Valad shook his head when he saw the white peaks and the river. He had never known the former so covered with snow, nor the latter so swollen at this season of the year. There must have been severe weather in the mountains, with the probable consequence for us, that instead of fording we would have to construct a raft opposite Jasper House.

The Athabasca at this early point of its course is nearly as large as the Saskatchewan at Edmonton, of the same clay colour, and running with a more rapid current. It varies in breadth according as it is hemmed in by cliffs of sandstones, shales, and clay; or as its shores expand into intervales or broad terraces rising one above the other. These successive terraces are marked very distinctly in several places on both sides of the stream. Dr. Hector measured their heights with the aneroid at 'Le Grand Bas-fond,' and found that the three lowest and most distinctly marked were fifteen, a hundred, and two hundred and ten feet above the alluvial bottom of the valley, while one above, not so uniformly distinct, was three hundred and seventy feet. These terraces are covered with spruce and pine, most of which has escaped fires.

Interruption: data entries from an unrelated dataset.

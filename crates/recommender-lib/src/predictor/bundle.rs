//! Model bundle loading
//!
//! A bundle is a JSON manifest listing the model's feature order, the fitted
//! scaler, the three classifiers and their label decoders. ONNX classifiers
//! live next to the manifest and are referenced by relative path.
//!
//! The documented location is `<root>/models/model_bundle.json`. Older
//! deployments placed the bundle elsewhere; those paths are still searched
//! after the documented one, with a warning.

use super::inference::{BundlePredictor, Classifier, LinearClassifier, OnnxClassifier};
use super::output::{LabelDecoder, OutputDecoders};
use super::scaling::StandardScaler;
use anyhow::{bail, Context, Result};
use serde::{Deserialize, Serialize};
use sha2::{Digest, Sha256};
use std::fs;
use std::path::{Path, PathBuf};
use tracing::{debug, info, warn};

/// Documented bundle location, relative to the bundle root
pub const DEFAULT_BUNDLE_PATH: &str = "models/model_bundle.json";

/// Locations used by earlier deployment layouts, searched in order
pub const LEGACY_BUNDLE_PATHS: &[&str] = &[
    "models/model.json",
    "app/models/model_bundle.json",
    "app/models/model.json",
];

const UNVERSIONED: &str = "unversioned";

/// On-disk bundle manifest
#[derive(Debug, Clone, Serialize, Deserialize)]
pub struct BundleManifest {
    #[serde(default = "default_version")]
    pub version: String,
    pub features: Vec<String>,
    pub scaler: StandardScaler,
    pub models: BundleModels,
    #[serde(default)]
    pub encoders: BundleEncoders,
}

fn default_version() -> String {
    UNVERSIONED.to_string()
}

#[derive(Debug, Clone, Serialize, Deserialize)]
pub struct BundleModels {
    pub ec2: ModelSpec,
    pub storage: ModelSpec,
    pub scaling: ModelSpec,
}

#[derive(Debug, Clone, Default, Serialize, Deserialize)]
pub struct BundleEncoders {
    #[serde(default)]
    pub ec2: Option<LabelDecoder>,
    #[serde(default)]
    pub storage: Option<LabelDecoder>,
    #[serde(default)]
    pub scaling: Option<LabelDecoder>,
}

/// How one classifier is stored
#[derive(Debug, Clone, Serialize, Deserialize)]
#[serde(tag = "type", rename_all = "lowercase")]
pub enum ModelSpec {
    /// ONNX file relative to the manifest, optionally pinned by SHA-256
    Onnx {
        path: PathBuf,
        #[serde(default)]
        sha256: Option<String>,
    },
    /// Linear model embedded in the manifest
    Linear(LinearClassifier),
}

impl ModelSpec {
    fn build(&self, base_dir: &Path, num_features: usize) -> Result<Box<dyn Classifier>> {
        match self {
            ModelSpec::Onnx { path, sha256 } => {
                let full_path = base_dir.join(path);
                let bytes = fs::read(&full_path)
                    .with_context(|| format!("Failed to read model file {:?}", full_path))?;

                if let Some(expected) = sha256 {
                    let computed = compute_checksum(&bytes);
                    if !computed.eq_ignore_ascii_case(expected) {
                        bail!(
                            "Checksum mismatch for {:?}: expected {}, got {}",
                            full_path,
                            expected,
                            computed
                        );
                    }
                    debug!(path = ?full_path, checksum = %computed, "Model checksum validated");
                }

                let classifier = OnnxClassifier::new(&bytes, num_features)
                    .with_context(|| format!("Failed to load model {:?}", full_path))?;
                Ok(Box::new(classifier))
            }
            ModelSpec::Linear(model) => {
                model.validate(num_features)?;
                Ok(Box::new(model.clone()))
            }
        }
    }
}

impl BundleManifest {
    pub fn from_json(content: &str) -> Result<Self> {
        serde_json::from_str(content).context("Failed to parse model bundle manifest")
    }

    /// Build a predictor; ONNX paths resolve against `base_dir`
    pub fn into_predictor(self, base_dir: &Path) -> Result<BundlePredictor> {
        if self.features.is_empty() {
            bail!("Model bundle lists no features");
        }
        self.scaler.validate(self.features.len())?;

        let n = self.features.len();
        let compute = self.models.ec2.build(base_dir, n).context("Invalid ec2 model")?;
        let storage = self
            .models
            .storage
            .build(base_dir, n)
            .context("Invalid storage model")?;
        let scaling = self
            .models
            .scaling
            .build(base_dir, n)
            .context("Invalid scaling model")?;

        let decoders = OutputDecoders {
            compute: self.encoders.ec2,
            storage: self.encoders.storage,
            scaling: self.encoders.scaling,
        };

        BundlePredictor::new(
            self.version,
            self.features,
            self.scaler,
            compute,
            storage,
            scaling,
            decoders,
        )
    }
}

/// Load a bundle manifest and everything it references
pub fn load_bundle(path: &Path) -> Result<BundlePredictor> {
    let content = fs::read_to_string(path)
        .with_context(|| format!("Failed to read model bundle {:?}", path))?;
    let manifest = BundleManifest::from_json(&content)?;
    let base_dir = path.parent().unwrap_or_else(|| Path::new("."));
    manifest.into_predictor(base_dir)
}

/// Compute SHA256 checksum of data
pub fn compute_checksum(data: &[u8]) -> String {
    let mut hasher = Sha256::new();
    hasher.update(data);
    hex::encode(hasher.finalize())
}

/// A bundle that was found and loaded
pub struct LoadedBundle {
    pub path: PathBuf,
    pub legacy_location: bool,
    pub predictor: BundlePredictor,
}

/// Finds the model bundle on disk
#[derive(Debug, Clone)]
pub struct BundleLocator {
    root: PathBuf,
    explicit_path: Option<PathBuf>,
}

impl BundleLocator {
    pub fn new(root: impl Into<PathBuf>) -> Self {
        Self {
            root: root.into(),
            explicit_path: None,
        }
    }

    /// Use this path and skip the search entirely
    pub fn with_explicit_path(mut self, path: impl Into<PathBuf>) -> Self {
        self.explicit_path = Some(path.into());
        self
    }

    /// Candidate paths in search order
    pub fn candidates(&self) -> Vec<PathBuf> {
        if let Some(path) = &self.explicit_path {
            return vec![path.clone()];
        }
        std::iter::once(DEFAULT_BUNDLE_PATH)
            .chain(LEGACY_BUNDLE_PATHS.iter().copied())
            .map(|relative| self.root.join(relative))
            .collect()
    }

    /// Return the first existing candidate and whether it is a legacy location
    pub fn locate(&self) -> Result<(PathBuf, bool)> {
        let candidates = self.candidates();
        for (idx, candidate) in candidates.iter().enumerate() {
            if candidate.is_file() {
                let legacy = self.explicit_path.is_none() && idx > 0;
                if legacy {
                    warn!(
                        path = ?candidate,
                        documented = %DEFAULT_BUNDLE_PATH,
                        "Model bundle found at a legacy location"
                    );
                }
                return Ok((candidate.clone(), legacy));
            }
        }
        bail!("Model bundle not found, searched {:?}", candidates)
    }

    pub fn load(&self) -> Result<LoadedBundle> {
        let (path, legacy_location) = self.locate()?;
        let predictor = load_bundle(&path)?;
        info!(path = ?path, "Model bundle loaded");
        Ok(LoadedBundle {
            path,
            legacy_location,
            predictor,
        })
    }
}

#[cfg(test)]
mod tests {
    use super::*;
    use crate::models::TelemetryRecord;
    use crate::predictor::{FeatureNormalizer, Predictor};
    use serde_json::json;
    use tempfile::TempDir;

    fn linear_manifest() -> serde_json::Value {
        json!({
            "version": "2024-06-01",
            "features": ["CPUUtilization", "NetworkIn"],
            "scaler": { "mean": [50.0, 500.0], "scale": [10.0, 100.0] },
            "models": {
                "ec2": {
                    "type": "linear",
                    "coefficients": [[1.0, 0.0], [-1.0, 0.0]],
                    "intercepts": [0.0, 0.0],
                    "classes": [0, 1]
                },
                "storage": {
                    "type": "linear",
                    "coefficients": [[0.0, 1.0]],
                    "intercepts": [0.0],
                    "classes": [0, 1]
                },
                "scaling": {
                    "type": "linear",
                    "coefficients": [[1.0, 1.0], [0.0, 0.0], [-1.0, -1.0]],
                    "intercepts": [0.0, 0.1, 0.0],
                    "classes": [0, 1, 2]
                }
            },
            "encoders": {
                "ec2": ["c5.xlarge", "t3.micro"],
                "scaling": ["scale_out", "keep", "scale_in"]
            }
        })
    }

    fn write_manifest(dir: &Path, relative: &str, manifest: &serde_json::Value) -> PathBuf {
        let path = dir.join(relative);
        fs::create_dir_all(path.parent().unwrap()).unwrap();
        fs::write(&path, serde_json::to_string_pretty(manifest).unwrap()).unwrap();
        path
    }

    #[test]
    fn test_load_linear_bundle_and_predict() {
        let temp = TempDir::new().unwrap();
        write_manifest(temp.path(), DEFAULT_BUNDLE_PATH, &linear_manifest());

        let loaded = BundleLocator::new(temp.path()).load().unwrap();
        assert!(!loaded.legacy_location);
        assert_eq!(loaded.predictor.model_version(), "2024-06-01");

        let normalizer = FeatureNormalizer::new(loaded.predictor.feature_names().to_vec());
        let record = TelemetryRecord::new()
            .with("CPUUtilization", 72.5)
            .with("NetworkIn", 1000);
        let rec = loaded.predictor.predict(&normalizer.normalize(&record)).unwrap();

        // Scaled input is [2.25, 5.0]
        assert_eq!(rec.compute_class, "c5.xlarge");
        assert_eq!(rec.storage_class, "1");
        assert_eq!(rec.scaling_action, "scale_out");
    }

    #[test]
    fn test_legacy_location_is_found() {
        let temp = TempDir::new().unwrap();
        write_manifest(temp.path(), "app/models/model.json", &linear_manifest());

        let (path, legacy) = BundleLocator::new(temp.path()).locate().unwrap();
        assert!(legacy);
        assert!(path.ends_with("app/models/model.json"));
    }

    #[test]
    fn test_documented_location_wins() {
        let temp = TempDir::new().unwrap();
        write_manifest(temp.path(), "models/model.json", &linear_manifest());
        write_manifest(temp.path(), DEFAULT_BUNDLE_PATH, &linear_manifest());

        let (path, legacy) = BundleLocator::new(temp.path()).locate().unwrap();
        assert!(!legacy);
        assert!(path.ends_with(DEFAULT_BUNDLE_PATH));
    }

    #[test]
    fn test_explicit_path_skips_search() {
        let temp = TempDir::new().unwrap();
        write_manifest(temp.path(), DEFAULT_BUNDLE_PATH, &linear_manifest());
        let custom = write_manifest(temp.path(), "elsewhere/bundle.json", &linear_manifest());

        let locator = BundleLocator::new(temp.path()).with_explicit_path(&custom);
        assert_eq!(locator.candidates(), vec![custom.clone()]);
        let (path, legacy) = locator.locate().unwrap();
        assert_eq!(path, custom);
        assert!(!legacy);
    }

    #[test]
    fn test_missing_bundle_reports_candidates() {
        let temp = TempDir::new().unwrap();
        let err = BundleLocator::new(temp.path()).locate().unwrap_err();
        assert!(err.to_string().contains("Model bundle not found"));
        assert!(err.to_string().contains("model_bundle.json"));
    }

    #[test]
    fn test_scaler_feature_mismatch_rejected() {
        let mut manifest = linear_manifest();
        manifest["scaler"]["mean"] = json!([1.0]);
        let temp = TempDir::new().unwrap();
        let path = write_manifest(temp.path(), DEFAULT_BUNDLE_PATH, &manifest);

        assert!(load_bundle(&path).is_err());
    }

    #[test]
    fn test_linear_model_dimension_mismatch_rejected() {
        let mut manifest = linear_manifest();
        manifest["models"]["storage"]["coefficients"] = json!([[1.0, 2.0, 3.0]]);
        let temp = TempDir::new().unwrap();
        let path = write_manifest(temp.path(), DEFAULT_BUNDLE_PATH, &manifest);

        let err = load_bundle(&path).err().unwrap();
        assert!(format!("{err:#}").contains("Invalid storage model"));
    }

    #[test]
    fn test_onnx_checksum_mismatch_rejected() {
        let temp = TempDir::new().unwrap();
        fs::create_dir_all(temp.path().join("models")).unwrap();
        fs::write(temp.path().join("models/ec2.onnx"), b"fake model bytes").unwrap();

        let mut manifest = linear_manifest();
        manifest["models"]["ec2"] = json!({
            "type": "onnx",
            "path": "ec2.onnx",
            "sha256": "0".repeat(64)
        });
        let path = write_manifest(temp.path(), DEFAULT_BUNDLE_PATH, &manifest);

        let err = load_bundle(&path).err().unwrap();
        assert!(format!("{err:#}").contains("Checksum mismatch"));
    }

    #[test]
    fn test_onnx_path_resolved_against_manifest_dir() {
        let temp = TempDir::new().unwrap();
        let mut manifest = linear_manifest();
        manifest["models"]["scaling"] = json!({ "type": "onnx", "path": "missing.onnx" });
        let path = write_manifest(temp.path(), DEFAULT_BUNDLE_PATH, &manifest);

        let err = load_bundle(&path).err().unwrap();
        let message = format!("{err:#}");
        assert!(message.contains("Failed to read model file"));
        assert!(message.contains("models"));
    }

    #[test]
    fn test_manifest_defaults() {
        let mut manifest = linear_manifest();
        manifest.as_object_mut().unwrap().remove("version");
        manifest.as_object_mut().unwrap().remove("encoders");
        let parsed = BundleManifest::from_json(&manifest.to_string()).unwrap();

        assert_eq!(parsed.version, "unversioned");
        assert!(parsed.encoders.ec2.is_none());
    }

    #[test]
    fn test_checksum_is_sha256_hex() {
        assert_eq!(
            compute_checksum(b"abc"),
            "ba7816bf8f01cfea414140de5dae2223b00361a396177a9cb410ff61f20015ad"
        );
    }
}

From the terrace above our camp, the mountains seemed immediately beyond the wood on the opposite side of the river They towered up in a grand silver-tipped line closing the western horizon so high up, that the sun always sets here more than half an hour sooner than on the plains.

At length we had come to the bases of the Rocky Mountains, and the sight of them was sufficient reward for all the toil of the preceding fortnight.

While hacking with his axe at brush on the camping ground, just where our heads would lie, Brown struck something metallic that blunted the edge of the axe. Feeling with his hand he drew out from near the root of a young spruce tree, an ancient sword bayonet, the brazen hilt and steel blade in excellent preservation, but the leather scabbard half eaten as if by the teeth of some animal. It seemed strange in this vast and silent forest wilderness thus to come upon a relic that told, probably, of the old days when the two rival fur companies armed their agents to the teeth, and when bloody contests often took place between them. Brown presented the "treasure trove" to the Chief, for his museum, as a memento of the Athabasca, and from it, this our forty-fourth camp, since leaving Thunder Bay, received the name of Bayonet Camp.

To-night we rest under the protection of the Rocky Mountains.